Amrita Sher-Gil (1913–1941) was born in Hungary to an Indian aristocrat and his artistic Hungarian wife. After the First World War the family moved to Simla, India, where she spent her early teens. There, she was influenced by her uncle, Ervin Baktay, who introduced her to Nagybánya artistic methods and plein air painting. He encouraged her to carefully observe the reality around her and transfer it to her work, particularly using live models. In 1929, at the suggestion of Baktay, the family moved to Paris so that Sher-Gil could study art; she was then 16 years and was admitted at first to the Académie de la Grande Chaumière and later the Beaux-Arts de Paris. Between 1930 and 1932, in Paris, she created over 60 oil paintings, including Young Girls, completed in 1932 at the age of 19. Two years later she would return to India where her style of painting would concentrate on painting Indians.

==Description==
Young Girls is a portrait painting in oil on canvas, which measures 164 × 133 cm. Set in an affluent home, it depicts two similarly aged women sat on chairs in close proximity. The dark woman, modelled by Sher-Gil's sister Indira, is positioned upright and appears to have a smirk. Her attire is western and neat, and her hair combed back. In the foreground is a tabletop, and Indira has a plate of cherries on her lap. The light skin woman, modelled by a friend, Denise Proutaux, is slouched, with her blonde hair partially covering a naked breast. Her right foot is shown bare. They face each other, appearing to be in conversation. There is a half-closed cupboard in the background.

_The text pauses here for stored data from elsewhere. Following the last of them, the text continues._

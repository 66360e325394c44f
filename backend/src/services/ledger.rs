//! Stock ledger: append-only writer and filtered reads

use chrono::{DateTime, NaiveDate, Utc};
use serde::Deserialize;
use sqlx::{PgConnection, PgPool, Postgres, QueryBuilder};
use uuid::Uuid;

use crate::config::LedgerConfig;
use crate::error::{AppError, AppResult};
use crate::middleware::AuthUser;
use shared::posting::Posting;
use shared::{
    DateRange, DocumentKind, LedgerEntry, MovementType, PaginatedResponse, Pagination,
    TransferRoute,
};

/// The document a batch of postings belongs to
#[derive(Debug, Clone)]
pub struct DocumentRef {
    pub kind: DocumentKind,
    pub id: Uuid,
    pub number: String,
}

/// Insert one ledger row per posting, in planner order.
///
/// Before and after values are taken from the postings as planned.
pub async fn append(
    conn: &mut PgConnection,
    document: &DocumentRef,
    created_by: Uuid,
    postings: &[Posting],
) -> AppResult<()> {
    for (sequence, posting) in postings.iter().enumerate() {
        if posting.movement_type != document.kind.movement_type() {
            return Err(AppError::Internal(format!(
                "{} posting filed under {}",
                posting.movement_type.as_str(),
                document.number
            )));
        }

        let route = posting.route;
        sqlx::query(
            r#"
            INSERT INTO stock_ledger (
                movement_type, document_id, document_number, product_id, warehouse_id,
                location_id, quantity, quantity_before, quantity_after,
                source_warehouse_id, source_location_id,
                destination_warehouse_id, destination_location_id,
                created_by, sequence
            )
            VALUES ($1, $2, $3, $4, $5, $6, $7, $8, $9, $10, $11, $12, $13, $14, $15)
            "#,
        )
        .bind(posting.movement_type.as_str())
        .bind(document.id)
        .bind(&document.number)
        .bind(posting.product_id)
        .bind(posting.warehouse_id)
        .bind(posting.location_id)
        .bind(posting.quantity)
        .bind(posting.quantity_before)
        .bind(posting.quantity_after)
        .bind(route.map(|r| r.source_warehouse_id))
        .bind(route.map(|r| r.source_location_id))
        .bind(route.map(|r| r.destination_warehouse_id))
        .bind(route.map(|r| r.destination_location_id))
        .bind(created_by)
        .bind(sequence as i32)
        .execute(&mut *conn)
        .await?;
    }

    tracing::debug!(
        document = %document.number,
        rows = postings.len(),
        "Ledger rows appended"
    );
    Ok(())
}

#[derive(Debug, sqlx::FromRow)]
struct LedgerRow {
    id: Uuid,
    movement_type: String,
    document_id: Uuid,
    document_number: String,
    product_id: Uuid,
    warehouse_id: Uuid,
    location_id: Uuid,
    quantity: i64,
    quantity_before: i64,
    quantity_after: i64,
    source_warehouse_id: Option<Uuid>,
    source_location_id: Option<Uuid>,
    destination_warehouse_id: Option<Uuid>,
    destination_location_id: Option<Uuid>,
    created_by: Uuid,
    created_at: DateTime<Utc>,
}

impl LedgerRow {
    fn into_entry(self) -> AppResult<LedgerEntry> {
        let movement_type = MovementType::from_str(&self.movement_type).ok_or_else(|| {
            AppError::Internal(format!("Unknown movement type '{}'", self.movement_type))
        })?;

        let route = match (
            self.source_warehouse_id,
            self.source_location_id,
            self.destination_warehouse_id,
            self.destination_location_id,
        ) {
            (Some(sw), Some(sl), Some(dw), Some(dl)) => Some(TransferRoute {
                source_warehouse_id: sw,
                source_location_id: sl,
                destination_warehouse_id: dw,
                destination_location_id: dl,
            }),
            _ => None,
        };

        Ok(LedgerEntry {
            id: self.id,
            movement_type,
            document_id: self.document_id,
            document_number: self.document_number,
            product_id: self.product_id,
            warehouse_id: self.warehouse_id,
            location_id: self.location_id,
            quantity: self.quantity,
            quantity_before: self.quantity_before,
            quantity_after: self.quantity_after,
            route,
            created_by: self.created_by,
            created_at: self.created_at,
        })
    }
}

/// Query filters for ledger listings; dates are inclusive
#[derive(Debug, Clone, Default, Deserialize)]
pub struct LedgerFilter {
    pub movement_type: Option<MovementType>,
    pub from: Option<NaiveDate>,
    pub to: Option<NaiveDate>,
    pub product_id: Option<Uuid>,
    pub warehouse_id: Option<Uuid>,
    pub location_id: Option<Uuid>,
    pub page: Option<u32>,
    pub per_page: Option<u32>,
}

fn push_filters(builder: &mut QueryBuilder<'_, Postgres>, filter: &LedgerFilter) {
    if let Some(movement_type) = filter.movement_type {
        builder
            .push(" AND movement_type = ")
            .push_bind(movement_type.as_str());
    }
    if let Some(from) = filter.from {
        builder.push(" AND created_at::date >= ").push_bind(from);
    }
    if let Some(to) = filter.to {
        builder.push(" AND created_at::date <= ").push_bind(to);
    }
    if let Some(product_id) = filter.product_id {
        builder.push(" AND product_id = ").push_bind(product_id);
    }
    if let Some(warehouse_id) = filter.warehouse_id {
        builder.push(" AND warehouse_id = ").push_bind(warehouse_id);
    }
    if let Some(location_id) = filter.location_id {
        builder.push(" AND location_id = ").push_bind(location_id);
    }
}

#[derive(Clone)]
pub struct LedgerService {
    db: PgPool,
    default_page_size: u32,
    max_page_size: u32,
}

impl LedgerService {
    pub fn new(db: PgPool, config: &LedgerConfig) -> Self {
        Self {
            db,
            default_page_size: config.default_page_size,
            max_page_size: config.max_page_size,
        }
    }

    /// Newest first, paginated
    pub async fn list(
        &self,
        user: &AuthUser,
        mut filter: LedgerFilter,
    ) -> AppResult<PaginatedResponse<LedgerEntry>> {
        let range = DateRange {
            start: filter.from,
            end: filter.to,
        };
        if !range.is_valid() {
            return Err(AppError::validation("from", "'from' must not be after 'to'"));
        }

        if let Some(scoped) = user.scoped_warehouse() {
            match filter.warehouse_id {
                Some(requested) => user.ensure_warehouse(requested)?,
                None => filter.warehouse_id = Some(scoped),
            }
        }

        let pagination = Pagination::from_query(
            filter.page,
            filter.per_page,
            self.default_page_size,
            self.max_page_size,
        );

        let mut count = QueryBuilder::<Postgres>::new("SELECT COUNT(*) FROM stock_ledger WHERE TRUE");
        push_filters(&mut count, &filter);
        let total_items = count.build_query_scalar::<i64>().fetch_one(&self.db).await?;

        let mut query = QueryBuilder::<Postgres>::new(
            r#"
            SELECT id, movement_type, document_id, document_number, product_id, warehouse_id,
                   location_id, quantity, quantity_before, quantity_after,
                   source_warehouse_id, source_location_id,
                   destination_warehouse_id, destination_location_id,
                   created_by, created_at
            FROM stock_ledger
            WHERE TRUE
            "#,
        );
        push_filters(&mut query, &filter);
        query
            .push(" ORDER BY created_at DESC, sequence DESC LIMIT ")
            .push_bind(pagination.limit())
            .push(" OFFSET ")
            .push_bind(pagination.offset());

        let entries = query
            .build_query_as::<LedgerRow>()
            .fetch_all(&self.db)
            .await?
            .into_iter()
            .map(LedgerRow::into_entry)
            .collect::<AppResult<Vec<_>>>()?;

        Ok(PaginatedResponse::new(
            entries,
            pagination,
            u64::try_from(total_items).unwrap_or(0),
        ))
    }

    pub async fn by_product(
        &self,
        user: &AuthUser,
        product_id: Uuid,
        filter: LedgerFilter,
    ) -> AppResult<PaginatedResponse<LedgerEntry>> {
        let exists = sqlx::query_scalar::<_, bool>("SELECT EXISTS(SELECT 1 FROM products WHERE id = $1)")
            .bind(product_id)
            .fetch_one(&self.db)
            .await?;
        if !exists {
            return Err(AppError::NotFound("Product".to_string()));
        }

        self.list(
            user,
            LedgerFilter {
                product_id: Some(product_id),
                ..filter
            },
        )
        .await
    }

    pub async fn by_warehouse(
        &self,
        user: &AuthUser,
        warehouse_id: Uuid,
        filter: LedgerFilter,
    ) -> AppResult<PaginatedResponse<LedgerEntry>> {
        user.ensure_warehouse(warehouse_id)?;

        let exists =
            sqlx::query_scalar::<_, bool>("SELECT EXISTS(SELECT 1 FROM warehouses WHERE id = $1)")
                .bind(warehouse_id)
                .fetch_one(&self.db)
                .await?;
        if !exists {
            return Err(AppError::NotFound("Warehouse".to_string()));
        }

        self.list(
            user,
            LedgerFilter {
                warehouse_id: Some(warehouse_id),
                ..filter
            },
        )
        .await
    }
}
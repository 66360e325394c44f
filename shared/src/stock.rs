//! Per-location stock quantities and the movement arithmetic
//!
//! Every stock change in the system goes through [`apply_movement`]. The
//! resulting [`StockChange`] feeds both the stock write and the ledger row,
//! so before/after values are computed exactly once.

use std::collections::{BTreeMap, BTreeSet, HashMap};

use serde::{de, Deserialize, Deserializer, Serialize, Serializer};
use thiserror::Error;
use uuid::Uuid;

/// Errors raised by stock arithmetic
#[derive(Debug, Clone, PartialEq, Eq, Error)]
pub enum StockError {
    #[error("insufficient stock: available {available}, requested {requested}")]
    InsufficientStock { available: i64, requested: i64 },

    #[error("stock quantity cannot be negative: {0}")]
    NegativeQuantity(i64),

    #[error("stock quantity overflow")]
    Overflow,

    #[error("product {0} is not loaded")]
    UnknownProduct(Uuid),
}

/// Outcome of one movement at one (product, location)
#[derive(Debug, Clone, Copy, PartialEq, Eq, Serialize, Deserialize)]
pub struct StockChange {
    pub before: i64,
    pub after: i64,
    /// Signed delta, negative for decreases
    pub quantity: i64,
}

/// Apply a signed delta to a current quantity.
///
/// Fails with [`StockError::InsufficientStock`] when the result would be
/// negative. `after == before + quantity` holds for every returned change.
pub fn apply_movement(current: i64, delta: i64) -> Result<StockChange, StockError> {
    if current < 0 {
        return Err(StockError::NegativeQuantity(current));
    }

    let after = current.checked_add(delta).ok_or(StockError::Overflow)?;
    if after < 0 {
        return Err(StockError::InsufficientStock {
            available: current,
            requested: delta.saturating_neg(),
        });
    }

    Ok(StockChange {
        before: current,
        after,
        quantity: delta,
    })
}

/// Stock held by one product, keyed by location id.
///
/// The map only exposes accessors; `total` is recomputed on every write.
#[derive(Debug, Clone, Default, PartialEq, Eq)]
pub struct StockMap {
    entries: BTreeMap<String, i64>,
    total: i64,
}

impl StockMap {
    pub fn new() -> Self {
        Self::default()
    }

    /// Build a map from raw entries, rejecting negative quantities
    pub fn from_entries<I, K>(entries: I) -> Result<Self, StockError>
    where
        I: IntoIterator<Item = (K, i64)>,
        K: Into<String>,
    {
        let mut map = Self::new();
        for (location, quantity) in entries {
            let location: String = location.into();
            map.set(&location, quantity)?;
        }
        Ok(map)
    }

    /// Quantity at a location, zero when absent
    pub fn get(&self, location: &str) -> i64 {
        self.entries.get(location).copied().unwrap_or(0)
    }

    /// Set the quantity at a location and recompute the total.
    ///
    /// A zero quantity removes the location key.
    pub fn set(&mut self, location: &str, quantity: i64) -> Result<(), StockError> {
        if quantity < 0 {
            return Err(StockError::NegativeQuantity(quantity));
        }

        // Check the new total fits before touching the entries
        (self.total - self.get(location))
            .checked_add(quantity)
            .ok_or(StockError::Overflow)?;

        if quantity == 0 {
            self.entries.remove(location);
        } else {
            self.entries.insert(location.to_string(), quantity);
        }
        self.total = self.entries.values().sum();

        Ok(())
    }

    pub fn total(&self) -> i64 {
        self.total
    }

    pub fn iter(&self) -> impl Iterator<Item = (&str, i64)> {
        self.entries.iter().map(|(k, v)| (k.as_str(), *v))
    }

    pub fn len(&self) -> usize {
        self.entries.len()
    }

    pub fn is_empty(&self) -> bool {
        self.entries.is_empty()
    }
}

impl Serialize for StockMap {
    fn serialize<S: Serializer>(&self, serializer: S) -> Result<S::Ok, S::Error> {
        self.entries.serialize(serializer)
    }
}

impl<'de> Deserialize<'de> for StockMap {
    fn deserialize<D: Deserializer<'de>>(deserializer: D) -> Result<Self, D::Error> {
        let entries = BTreeMap::<String, i64>::deserialize(deserializer)?;
        StockMap::from_entries(entries).map_err(de::Error::custom)
    }
}

/// Working set of product stock maps touched by one operation.
///
/// Products must be loaded with [`StockBook::insert`] before they can be
/// moved. Products changed through the book are tracked as dirty so the
/// caller knows which rows to persist.
#[derive(Debug, Clone, Default)]
pub struct StockBook {
    maps: HashMap<Uuid, StockMap>,
    dirty: BTreeSet<Uuid>,
}

impl StockBook {
    pub fn new() -> Self {
        Self::default()
    }

    pub fn insert(&mut self, product_id: Uuid, stock: StockMap) {
        self.maps.insert(product_id, stock);
    }

    pub fn contains(&self, product_id: Uuid) -> bool {
        self.maps.contains_key(&product_id)
    }

    pub fn stock(&self, product_id: Uuid) -> Option<&StockMap> {
        self.maps.get(&product_id)
    }

    /// Current quantity of a product at a location
    pub fn quantity(&self, product_id: Uuid, location_id: Uuid) -> Result<i64, StockError> {
        self.maps
            .get(&product_id)
            .map(|stock| stock.get(&location_id.to_string()))
            .ok_or(StockError::UnknownProduct(product_id))
    }

    /// Apply a signed delta at (product, location)
    pub fn apply(
        &mut self,
        product_id: Uuid,
        location_id: Uuid,
        delta: i64,
    ) -> Result<StockChange, StockError> {
        let stock = self
            .maps
            .get_mut(&product_id)
            .ok_or(StockError::UnknownProduct(product_id))?;

        let key = location_id.to_string();
        let change = apply_movement(stock.get(&key), delta)?;
        stock.set(&key, change.after)?;
        self.dirty.insert(product_id);

        Ok(change)
    }

    /// Set (product, location) to an absolute quantity, expressed as a delta
    pub fn set(
        &mut self,
        product_id: Uuid,
        location_id: Uuid,
        quantity: i64,
    ) -> Result<StockChange, StockError> {
        if quantity < 0 {
            return Err(StockError::NegativeQuantity(quantity));
        }
        let current = self.quantity(product_id, location_id)?;
        self.apply(product_id, location_id, quantity - current)
    }

    /// Products changed since the book was loaded, in id order
    pub fn dirty(&self) -> impl Iterator<Item = (Uuid, &StockMap)> {
        self.dirty
            .iter()
            .filter_map(|id| self.maps.get(id).map(|stock| (*id, stock)))
    }

    pub fn is_dirty(&self) -> bool {
        !self.dirty.is_empty()
    }
}

#[cfg(test)]
mod tests {
    use super::*;

    #[test]
    fn test_apply_movement_increase() {
        let change = apply_movement(5, 10).unwrap();
        assert_eq!(change, StockChange { before: 5, after: 15, quantity: 10 });
    }

    #[test]
    fn test_apply_movement_rejects_overdraw() {
        let err = apply_movement(5, -8).unwrap_err();
        assert_eq!(
            err,
            StockError::InsufficientStock { available: 5, requested: 8 }
        );
    }

    #[test]
    fn test_apply_movement_to_exactly_zero() {
        let change = apply_movement(7, -7).unwrap();
        assert_eq!(change.after, 0);
    }

    #[test]
    fn test_apply_movement_overflow() {
        assert_eq!(apply_movement(i64::MAX, 1), Err(StockError::Overflow));
    }

    #[test]
    fn test_stock_map_default_zero() {
        let map = StockMap::new();
        assert_eq!(map.get("anywhere"), 0);
        assert_eq!(map.total(), 0);
    }

    #[test]
    fn test_stock_map_total_tracks_entries() {
        let mut map = StockMap::new();
        map.set("a", 4).unwrap();
        map.set("b", 6).unwrap();
        assert_eq!(map.total(), 10);

        map.set("a", 1).unwrap();
        assert_eq!(map.total(), 7);

        map.set("b", 0).unwrap();
        assert_eq!(map.total(), 1);
        assert_eq!(map.len(), 1);
    }

    #[test]
    fn test_stock_map_rejects_negative() {
        let mut map = StockMap::new();
        map.set("a", 3).unwrap();
        assert_eq!(map.set("a", -1), Err(StockError::NegativeQuantity(-1)));
        assert_eq!(map.get("a"), 3);
        assert_eq!(map.total(), 3);
    }

    #[test]
    fn test_stock_map_json_shape() {
        let map = StockMap::from_entries([("loc-1", 5), ("loc-2", 2)]).unwrap();
        let json = serde_json::to_value(&map).unwrap();
        assert_eq!(json, serde_json::json!({ "loc-1": 5, "loc-2": 2 }));

        let back: StockMap = serde_json::from_value(json).unwrap();
        assert_eq!(back.total(), 7);
    }

    #[test]
    fn test_stock_map_deserialize_rejects_negative() {
        let result: Result<StockMap, _> = serde_json::from_value(serde_json::json!({ "x": -2 }));
        assert!(result.is_err());
    }

    #[test]
    fn test_book_marks_dirty_products() {
        let p1 = Uuid::new_v4();
        let p2 = Uuid::new_v4();
        let loc = Uuid::new_v4();

        let mut book = StockBook::new();
        book.insert(p1, StockMap::new());
        book.insert(p2, StockMap::new());

        book.apply(p1, loc, 3).unwrap();
        let dirty: Vec<Uuid> = book.dirty().map(|(id, _)| id).collect();
        assert_eq!(dirty, vec![p1]);
    }

    #[test]
    fn test_book_unknown_product() {
        let mut book = StockBook::new();
        let id = Uuid::new_v4();
        assert_eq!(
            book.apply(id, Uuid::new_v4(), 1),
            Err(StockError::UnknownProduct(id))
        );
    }

    #[test]
    fn test_book_set_is_delta() {
        let product = Uuid::new_v4();
        let loc = Uuid::new_v4();
        let mut book = StockBook::new();
        book.insert(
            product,
            StockMap::from_entries([(loc.to_string(), 20)]).unwrap(),
        );

        let change = book.set(product, loc, 17).unwrap();
        assert_eq!(change, StockChange { before: 20, after: 17, quantity: -3 });
        assert_eq!(book.stock(product).unwrap().total(), 17);
    }
}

In 1942, Esmet Rahim (a painter and friend of Sher-Gil) described the painting as "an interior scene, depicting two young women sitting casually in a room, they are not doing anything interesting, they are not made to look pretty or intriguing, they are just two young girls, one fair and one dark".

==Reception==
Young Girls earned a place at the 1933 Paris Salon, one year after Sher-Gil exhibited her first painting there. One of Sher-Gil's tutors had compared her with Gustave Courbet, to which she responded to her cousin and later husband Victor, in a letter dated February 1933, that "I will be myself". Another former teacher viewed it as one of the best at the Salon, to which she told Victor that that "is not difficult". Sher-Gil was typically one of her own critics. That month also saw the vernissage of her Professional Model, a portrait of a nude consumptive that Sher-Gil felt was far superior to Young Girls. Young Girls earned her the Salon's gold medal, making her the first Asian to be awarded it. The institution made her an associate, allowing her to exhibit two paintings every year without the need for a jury. In May 1933, Sher-Gil wrote to Victor that "I have been selected as an extraordinary member of the Salon. However, I don't think very highly of them - they are very - haughty".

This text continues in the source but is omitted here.